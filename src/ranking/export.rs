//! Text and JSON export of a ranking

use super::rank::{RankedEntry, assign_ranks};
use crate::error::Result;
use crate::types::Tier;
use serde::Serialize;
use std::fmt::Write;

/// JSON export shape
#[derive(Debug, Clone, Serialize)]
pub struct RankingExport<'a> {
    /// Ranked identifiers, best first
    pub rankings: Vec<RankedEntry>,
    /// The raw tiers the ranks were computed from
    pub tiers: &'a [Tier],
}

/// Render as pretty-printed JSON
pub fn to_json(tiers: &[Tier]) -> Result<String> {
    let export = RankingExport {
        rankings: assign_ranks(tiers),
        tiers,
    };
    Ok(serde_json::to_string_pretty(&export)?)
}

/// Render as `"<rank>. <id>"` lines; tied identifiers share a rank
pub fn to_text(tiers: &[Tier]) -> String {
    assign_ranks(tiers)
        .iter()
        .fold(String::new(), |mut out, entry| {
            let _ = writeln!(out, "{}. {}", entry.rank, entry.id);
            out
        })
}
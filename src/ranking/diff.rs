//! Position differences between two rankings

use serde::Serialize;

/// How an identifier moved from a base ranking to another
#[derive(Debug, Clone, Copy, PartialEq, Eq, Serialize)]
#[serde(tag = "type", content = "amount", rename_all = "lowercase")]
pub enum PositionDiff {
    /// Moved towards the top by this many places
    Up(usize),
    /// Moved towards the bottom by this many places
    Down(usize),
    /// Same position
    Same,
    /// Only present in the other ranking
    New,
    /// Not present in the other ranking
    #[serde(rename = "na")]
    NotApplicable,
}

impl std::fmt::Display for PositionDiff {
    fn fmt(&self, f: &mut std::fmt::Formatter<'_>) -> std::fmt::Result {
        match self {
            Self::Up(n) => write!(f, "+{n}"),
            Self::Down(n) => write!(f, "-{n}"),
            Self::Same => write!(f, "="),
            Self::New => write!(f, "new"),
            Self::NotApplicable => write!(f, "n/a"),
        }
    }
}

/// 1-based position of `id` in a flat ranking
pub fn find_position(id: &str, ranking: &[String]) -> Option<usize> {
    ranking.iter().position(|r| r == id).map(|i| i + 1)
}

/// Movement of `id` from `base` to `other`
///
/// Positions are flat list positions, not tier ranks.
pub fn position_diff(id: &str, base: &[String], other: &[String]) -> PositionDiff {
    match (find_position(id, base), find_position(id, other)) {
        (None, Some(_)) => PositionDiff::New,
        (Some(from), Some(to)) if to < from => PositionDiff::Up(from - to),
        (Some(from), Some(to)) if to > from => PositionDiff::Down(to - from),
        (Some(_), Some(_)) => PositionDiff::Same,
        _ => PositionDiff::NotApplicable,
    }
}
==
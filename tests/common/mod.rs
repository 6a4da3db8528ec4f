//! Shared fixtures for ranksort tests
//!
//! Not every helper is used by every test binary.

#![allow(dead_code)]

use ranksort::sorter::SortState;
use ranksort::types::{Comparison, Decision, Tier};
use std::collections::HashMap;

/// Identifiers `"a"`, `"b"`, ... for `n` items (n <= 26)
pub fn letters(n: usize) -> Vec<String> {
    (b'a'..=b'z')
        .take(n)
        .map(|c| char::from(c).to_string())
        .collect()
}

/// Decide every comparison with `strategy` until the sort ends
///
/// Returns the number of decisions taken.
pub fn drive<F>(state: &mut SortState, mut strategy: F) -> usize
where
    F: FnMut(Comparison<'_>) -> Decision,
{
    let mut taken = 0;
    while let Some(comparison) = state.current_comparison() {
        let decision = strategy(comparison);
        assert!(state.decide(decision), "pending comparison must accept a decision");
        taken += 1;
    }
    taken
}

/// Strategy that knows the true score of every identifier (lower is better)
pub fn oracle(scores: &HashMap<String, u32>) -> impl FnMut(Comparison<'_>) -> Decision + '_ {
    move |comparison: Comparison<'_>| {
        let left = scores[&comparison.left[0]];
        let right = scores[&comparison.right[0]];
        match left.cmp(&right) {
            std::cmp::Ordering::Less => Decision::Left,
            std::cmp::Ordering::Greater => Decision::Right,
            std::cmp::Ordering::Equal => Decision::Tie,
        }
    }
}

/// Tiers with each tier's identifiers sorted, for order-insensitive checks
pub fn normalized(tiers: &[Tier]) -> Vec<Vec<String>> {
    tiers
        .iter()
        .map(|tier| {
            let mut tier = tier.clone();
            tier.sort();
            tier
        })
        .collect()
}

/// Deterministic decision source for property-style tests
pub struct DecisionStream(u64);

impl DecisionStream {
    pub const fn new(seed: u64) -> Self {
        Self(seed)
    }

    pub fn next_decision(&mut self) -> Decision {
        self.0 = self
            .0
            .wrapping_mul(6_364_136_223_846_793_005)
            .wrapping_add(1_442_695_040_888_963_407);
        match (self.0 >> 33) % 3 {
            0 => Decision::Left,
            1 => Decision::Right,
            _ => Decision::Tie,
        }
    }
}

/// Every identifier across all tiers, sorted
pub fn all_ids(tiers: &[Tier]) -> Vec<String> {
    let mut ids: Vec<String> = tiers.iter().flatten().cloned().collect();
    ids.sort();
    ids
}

» The problem
Starting with the line above that holds "filename src/ranking/export.rs" and stopping with the line that holds "pub struct RankingExport<'a>", reproduce each line exactly, omitting all other lines.

» Answer to the problem
filename src/ranking/export.rs
//! Text and JSON export of a ranking

use super::rank::{RankedEntry, assign_ranks};
use crate::error::Result;
use crate::types::Tier;
use serde::Serialize;
use std::fmt::Write;

/// JSON export shape
#[derive(Debug, Clone, Serialize)]
pub struct RankingExport<'a> {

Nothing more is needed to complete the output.